Le premier clavier qui suit, qui a treize marches sur chaque octave, commence en C sol ut fa, bien que l'on peut le commencer par telle autre lettre que l'on voudra et que le son de chaque tuyau soit indifférent pour figurer le son de toute forme de lettre. Les nombres qui sont sur ce clavier représentent les justes raisons de chaque intervalle afin que l'on sache la proportion de tous les tuyaux à la seule vue de ce clavier. Le premier, à savoir 3600, représente le premier C sol ut fa qui est éloigné de la feinte 3456 d'un demi ton mineur, et cette feinte est éloignée du D la ré sol d'un demi ton moyen afin qu'il y ait un ton majeur entre C et D.
D est distant de la feinte qui suit d'un demi ton mineur, et cette feinte 3072 est éloignée d'un demi ton majeur d' E mi la. Il s'ensuit qu'il y a un ton maxime ou superflu d' E à F ut fa, ( je suppose qu'il veut plutôt dire "jusqu'à", c'est à dire de D# à F !) c'est à dire un ton composé de deux demi tons majeurs et que F n'a point de tierce mineure en bas, ni C en haut.
De F ut fa à la feinte 2592 (F#) il n'y a qu'un demi ton mineur et par conséquent un ton mineur de E à F#. C'est pourquoi D ne peut avoir de tierce majeure en haut. De cette feinte à G ré sol il y a un demi ton moyen d'où il arrive qu' E mi la fait la tierce mineure contre G qui fait la quarte et la quinte juste contre C et D.
De G ré sol à la feinte 2304 (G#), il y a un demi ton mineur, et de cette feinte à A mi la ré, un demi ton majeur. Donc C a la sixte majeure en haut, D à la quinte, E la tierce majeure, et A (F ?) la tierce mineure. Mais C n'a point de sixte mineure comme a D contre B duquel il y a un demi ton moyen jusqu'à B carre (B carré = Si naturel, que les Germaniques représentent d'ailleurs par h, c'est à dire pas loin du signe représentant le bécarre). Le B n'a pas de sixte ni de tierce mineure en bas. Il est aisé d'en conclure que le clavier de treize marches sur l'octave ne peut avoir toutes les consonances justes, quelque disposition qu'on leur puisse donner.
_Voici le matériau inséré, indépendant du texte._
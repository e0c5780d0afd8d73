//! Core types for threshold RSA

use crate::encoding::encode_message;
use crate::math::{factorial, SecretInt};
use crate::wire::KeyShareRecord;
use crate::{Error, Result, MIN_KEY_SIZE};
use num_bigint::BigUint;
use num_integer::Integer;
use rsa::{Pkcs1v15Sign, RsaPublicKey};
use serde::{Deserialize, Serialize};
use sha2::{Digest, Sha256};
use subtle::ConstantTimeEq;

/// 1-based share index in [1, l]
pub type ShareIndex = usize;

/// Public RSA key common to all participants
#[derive(Debug, Clone, PartialEq, Eq, Serialize, Deserialize)]
#[serde(try_from = "GroupKeyFields")]
pub struct GroupKey {
    /// Modulus n = p·q
    modulus: BigUint,
    /// Public exponent e
    public_exponent: BigUint,
}

/// Unchecked group key components as read from serialized input
#[derive(Deserialize)]
struct GroupKeyFields {
    modulus: BigUint,
    public_exponent: BigUint,
}

impl TryFrom<GroupKeyFields> for GroupKey {
    type Error = Error;

    fn try_from(fields: GroupKeyFields) -> Result<Self> {
        Self::new(fields.modulus, fields.public_exponent)
    }
}

/// Structural checks shared by group keys and decoded key shares
pub(crate) fn check_key_components(
    modulus: &BigUint,
    public_exponent: &BigUint,
) -> std::result::Result<(), &'static str> {
    if (modulus.bits() as usize) < MIN_KEY_SIZE || modulus.is_even() {
        return Err("modulus is too small or even");
    }
    if public_exponent < &BigUint::from(3u32) || public_exponent.is_even() {
        return Err("public exponent must be odd and at least 3");
    }
    if public_exponent >= modulus {
        return Err("public exponent must be below the modulus");
    }
    Ok(())
}

impl GroupKey {
    /// Create a group key from its components
    ///
    /// Rejects a modulus below [`MIN_KEY_SIZE`] bits or even, and an even
    /// exponent or one below 3.
    pub fn new(modulus: BigUint, public_exponent: BigUint) -> Result<Self> {
        check_key_components(&modulus, &public_exponent)
            .map_err(|reason| Error::InvalidParameter(format!("Invalid group key: {}", reason)))?;
        Ok(Self {
            modulus,
            public_exponent,
        })
    }

    pub fn modulus(&self) -> &BigUint {
        &self.modulus
    }

    pub fn public_exponent(&self) -> &BigUint {
        &self.public_exponent
    }

    /// Modulus size in bits
    pub fn bits(&self) -> usize {
        self.modulus.bits() as usize
    }

    /// Modulus size in bytes; signatures have exactly this length
    pub fn size(&self) -> usize {
        (self.bits() + 7) / 8
    }

    /// Short hex fingerprint of the modulus, for logs
    pub fn fingerprint(&self) -> String {
        let digest = Sha256::digest(self.modulus.to_bytes_be());
        hex::encode(&digest[..8])
    }

    /// Convert to a standard RSA public key
    pub fn to_public_key(&self) -> Result<RsaPublicKey> {
        RsaPublicKey::new(
            rsa::BigUint::from_bytes_be(&self.modulus.to_bytes_be()),
            rsa::BigUint::from_bytes_be(&self.public_exponent.to_bytes_be()),
        )
        .map_err(|e| Error::InvalidParameter(format!("Unusable group key: {}", e)))
    }

    /// Verify a `SHA256withRSA` PKCS#1 v1.5 signature over `message`
    pub fn verify(&self, message: &[u8], signature: &[u8]) -> Result<()> {
        let hashed = Sha256::digest(message);
        self.to_public_key()?
            .verify(Pkcs1v15Sign::new::<Sha256>(), &hashed, signature)
            .map_err(|_| Error::InvalidSignature)
    }
}

/// A single participant's share of the private exponent
#[derive(Debug, Clone, Serialize, Deserialize)]
#[serde(try_from = "KeyShareRecord", into = "KeyShareRecord")]
pub struct KeyShare {
    /// This share's index
    pub(crate) index: ShareIndex,

    /// Total number of shares
    pub(crate) l: usize,

    /// Group modulus
    pub(crate) modulus: BigUint,

    /// Group public exponent
    pub(crate) public_exponent: BigUint,

    /// Share exponent s_i = f(i)
    pub(crate) share: SecretInt,

    /// Δ = l!
    pub(crate) delta: BigUint,

    /// Verification base v, a square mod n shared by the whole dealing
    pub(crate) verification_base: BigUint,

    /// Verification value v^{s_i} mod n
    pub(crate) verification_value: BigUint,
}

impl KeyShare {
    pub(crate) fn new(
        index: ShareIndex,
        l: usize,
        group_key: &GroupKey,
        share: SecretInt,
        verification_base: BigUint,
        verification_value: BigUint,
    ) -> Self {
        Self {
            index,
            l,
            modulus: group_key.modulus.clone(),
            public_exponent: group_key.public_exponent.clone(),
            share,
            delta: factorial(l),
            verification_base,
            verification_value,
        }
    }

    pub fn index(&self) -> ShareIndex {
        self.index
    }

    /// Total number of shares in the dealing
    pub fn share_count(&self) -> usize {
        self.l
    }

    /// Δ = l!
    pub fn delta(&self) -> &BigUint {
        &self.delta
    }

    /// The group key this share belongs to
    pub fn group_key(&self) -> GroupKey {
        // Components were checked when the share was dealt or decoded
        GroupKey {
            modulus: self.modulus.clone(),
            public_exponent: self.public_exponent.clone(),
        }
    }

    pub fn verification_base(&self) -> &BigUint {
        &self.verification_base
    }

    pub fn verification_value(&self) -> &BigUint {
        &self.verification_value
    }

    /// Check on receipt that the share exponent matches its published
    /// verification value
    pub fn check_verification_value(&self) -> bool {
        let expected = self
            .verification_base
            .modpow(self.share.expose(), &self.modulus);
        let len = (self.modulus.bits() as usize + 7) / 8;
        let lhs = crate::math::to_fixed_be(&expected, len);
        let rhs = crate::math::to_fixed_be(&self.verification_value, len);
        lhs.ct_eq(&rhs).into()
    }

    /// Message representative H(m) in Z_n
    pub(crate) fn message_representative(&self, message: &[u8]) -> Result<BigUint> {
        let len = (self.modulus.bits() as usize + 7) / 8;
        encode_message(message, len)
    }
}

/// Partial signature x_i = H(m)^{2·Δ·s_i} mod n
#[derive(Debug, Clone, PartialEq, Eq, Serialize, Deserialize)]
pub struct SigShare {
    /// Index of the key share that produced this value
    index: ShareIndex,
    /// Partial signature value
    value: BigUint,
}

impl SigShare {
    pub fn new(index: ShareIndex, value: BigUint) -> Self {
        Self { index, value }
    }

    pub fn index(&self) -> ShareIndex {
        self.index
    }

    pub fn value(&self) -> &BigUint {
        &self.value
    }

    /// Partial signature value as lowercase hex
    pub fn value_hex(&self) -> String {
        self.value.to_str_radix(16)
    }

    /// Rebuild a signature share from its index and hex value
    pub fn from_hex(index: ShareIndex, value: &str) -> Result<Self> {
        let value = BigUint::parse_bytes(value.as_bytes(), 16).ok_or_else(|| {
            Error::Encoding(format!("Signature share {} is not valid hex", index))
        })?;
        Ok(Self::new(index, value))
    }
}
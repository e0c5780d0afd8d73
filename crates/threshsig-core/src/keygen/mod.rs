//! Trusted dealer key generation
//!
//! The dealer builds a safe-prime RSA modulus, shares the private exponent
//! with an integer polynomial and hands out one [`crate::KeyShare`] per
//! participant.

mod dealer;
pub(crate) mod primes;

pub use dealer::Dealer;
pub use primes::{generate_safe_prime, SafePrime};
//! WAL checkpoint and integrity check.

use rusqlite::Connection;

/// WAL checkpoint.
pub fn wal_checkpoint(conn: &Connection) -> rusqlite::Result<()> {
    conn.execute_batch("PRAGMA wal_checkpoint(TRUNCATE)")
}

/// Run integrity check. Returns true if the database is OK.
pub fn integrity_check(conn: &Connection) -> rusqlite::Result<bool> {
    let result: String = conn.query_row("PRAGMA integrity_check", [], |row| row.get(0))?;
    Ok(result == "ok")
}
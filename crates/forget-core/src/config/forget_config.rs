//! Top-level configuration with file, environment, and default layers.

use std::path::Path;

use serde::{Deserialize, Serialize};

use super::{DecayConfig, ObservabilityConfig, StorageConfig};
use crate::errors::{ForgetError, ForgetResult};

/// Environment variable overriding `storage.db_path`.
pub const ENV_DB_PATH: &str = "FORGET_DB_PATH";
/// Environment variable overriding `decay.scrub_threshold`.
pub const ENV_SCRUB_THRESHOLD: &str = "FORGET_SCRUB_THRESHOLD";
/// Environment variable overriding `observability.log_level`.
pub const ENV_LOG_LEVEL: &str = "FORGET_LOG_LEVEL";

/// Top-level configuration aggregating all sub-configs.
///
/// Resolution order (highest priority first):
/// 1. Environment variables (`FORGET_*`)
/// 2. Config file
/// 3. Compiled defaults
#[derive(Debug, Clone, Serialize, Deserialize, Default)]
#[serde(default)]
pub struct ForgetConfig {
    pub storage: StorageConfig,
    pub decay: DecayConfig,
    pub observability: ObservabilityConfig,
}

impl ForgetConfig {
    /// Load configuration from a TOML string.
    pub fn from_toml(toml_str: &str) -> ForgetResult<Self> {
        let config: Self =
            toml::from_str(toml_str).map_err(|e| ForgetError::ConfigError(e.to_string()))?;
        config.validate()?;
        Ok(config)
    }

    /// Load a TOML file, then apply environment overrides.
    pub fn from_file(path: &Path) -> ForgetResult<Self> {
        let raw = std::fs::read_to_string(path)
            .map_err(|e| ForgetError::ConfigError(format!("{}: {e}", path.display())))?;
        let mut config = Self::from_toml(&raw)?;
        config.apply_env_overrides();
        config.validate()?;
        Ok(config)
    }

    /// Apply `FORGET_*` environment variables. Unparseable values are ignored.
    pub fn apply_env_overrides(&mut self) {
        if let Ok(path) = std::env::var(ENV_DB_PATH) {
            if !path.is_empty() {
                self.storage.db_path = path;
            }
        }
        if let Ok(raw) = std::env::var(ENV_SCRUB_THRESHOLD) {
            if let Ok(threshold) = raw.parse::<f64>() {
                self.decay.scrub_threshold = threshold;
            }
        }
        if let Ok(level) = std::env::var(ENV_LOG_LEVEL) {
            if !level.is_empty() {
                self.observability.log_level = level;
            }
        }
    }

    /// Validate the configuration values.
    pub fn validate(&self) -> ForgetResult<()> {
        let threshold = self.decay.scrub_threshold;
        if !threshold.is_finite() || threshold < 0.0 {
            return Err(ForgetError::ConfigError(format!(
                "decay.scrub_threshold must be finite and >= 0, got {threshold}"
            )));
        }
        if self.decay.max_decay_retries == 0 {
            return Err(ForgetError::ConfigError(
                "decay.max_decay_retries must be at least 1".to_string(),
            ));
        }
        if self.storage.read_pool_size == 0 {
            return Err(ForgetError::ConfigError(
                "storage.read_pool_size must be at least 1".to_string(),
            ));
        }
        Ok(())
    }
}
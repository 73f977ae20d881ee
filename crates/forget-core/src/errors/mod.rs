mod forget_error;
mod store_error;

pub use forget_error::ForgetError;
pub use store_error::StoreError;

/// Result alias used across the workspace.
pub type ForgetResult<T> = Result<T, ForgetError>;
//! Thin SQL wrappers. Each takes a borrowed connection (or transaction)
//! and returns raw rusqlite results; the engine maps errors.

pub mod batch_ops;
pub mod kv_ops;
pub mod maintenance;
pub mod sorted_set_ops;
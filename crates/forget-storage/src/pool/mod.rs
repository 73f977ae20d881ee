//! Connection pool managing read/write connections.

pub mod pragmas;
pub mod read_pool;
pub mod write_connection;

use std::path::{Path, PathBuf};

use forget_core::config::StorageConfig;
use forget_core::errors::ForgetResult;

pub use read_pool::ReadPool;
pub use write_connection::WriteConnection;

/// Manages the single write connection and the read connection pool.
pub struct ConnectionPool {
    pub writer: WriteConnection,
    pub readers: Option<ReadPool>,
    pub db_path: Option<PathBuf>,
}

impl ConnectionPool {
    /// Open a connection pool for the given database file.
    pub fn open(path: &Path, config: &StorageConfig) -> ForgetResult<Self> {
        let writer = WriteConnection::open(path, config)?;
        let readers = ReadPool::open(path, config)?;
        Ok(Self {
            writer,
            readers: Some(readers),
            db_path: Some(path.to_path_buf()),
        })
    }

    /// Open an in-memory pool. There is no read pool: separate in-memory
    /// connections would each see their own empty database.
    pub fn open_in_memory(config: &StorageConfig) -> ForgetResult<Self> {
        let writer = WriteConnection::open_in_memory(config)?;
        Ok(Self {
            writer,
            readers: None,
            db_path: None,
        })
    }
}
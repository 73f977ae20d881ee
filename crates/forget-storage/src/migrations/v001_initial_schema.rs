//! v001: plain key/value metadata and sorted-set members.

pub const MIGRATION_SQL: &str = "
    CREATE TABLE IF NOT EXISTS kv (
        key    TEXT PRIMARY KEY,
        value  TEXT NOT NULL
    );

    CREATE TABLE IF NOT EXISTS sorted_set_members (
        set_name  TEXT NOT NULL,
        member    TEXT NOT NULL,
        score     REAL NOT NULL,
        PRIMARY KEY (set_name, member)
    ) WITHOUT ROWID;

    CREATE INDEX IF NOT EXISTS idx_sorted_set_score
        ON sorted_set_members(set_name, score);
";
Si l'on met le demi ton majeur depuis C jusqu'à la première feinte au lieu du mineur, et qu'elle soit distante d'un demi ton mineur du D, afin qu'il n'y ait qu'un ton mineur de C à D, et qu'il y ait un demi ton maxime à # 3000, on aura des consonances qui ne se trouvent pas dans le clavier précédent, mais il en manquera plusieurs dans ce second qui se rencontrent dans le premier. Ainsi le D de celui-ci n'a pas la tierce majeure en haut, pas plus que l'autre, d'autant que le feinte 2631 de G est éloignée de F d'un demi ton majeur. Il y a un demi ton moyen de cette feinte à G et un demi ton majeur de G à la feinte de A de sorte que E de ce clavier n'a pas la tierce majeure en haut comme l'autre. Il est aisé de comprendre les autre degrés des nombres de ce second clavier. Mais il n'est pas possible que ces treize degrés fassent les consonances justes, nécessaires aux Organistes qui ont besoin de les trouver toutes contre chaque lettre Diatonique.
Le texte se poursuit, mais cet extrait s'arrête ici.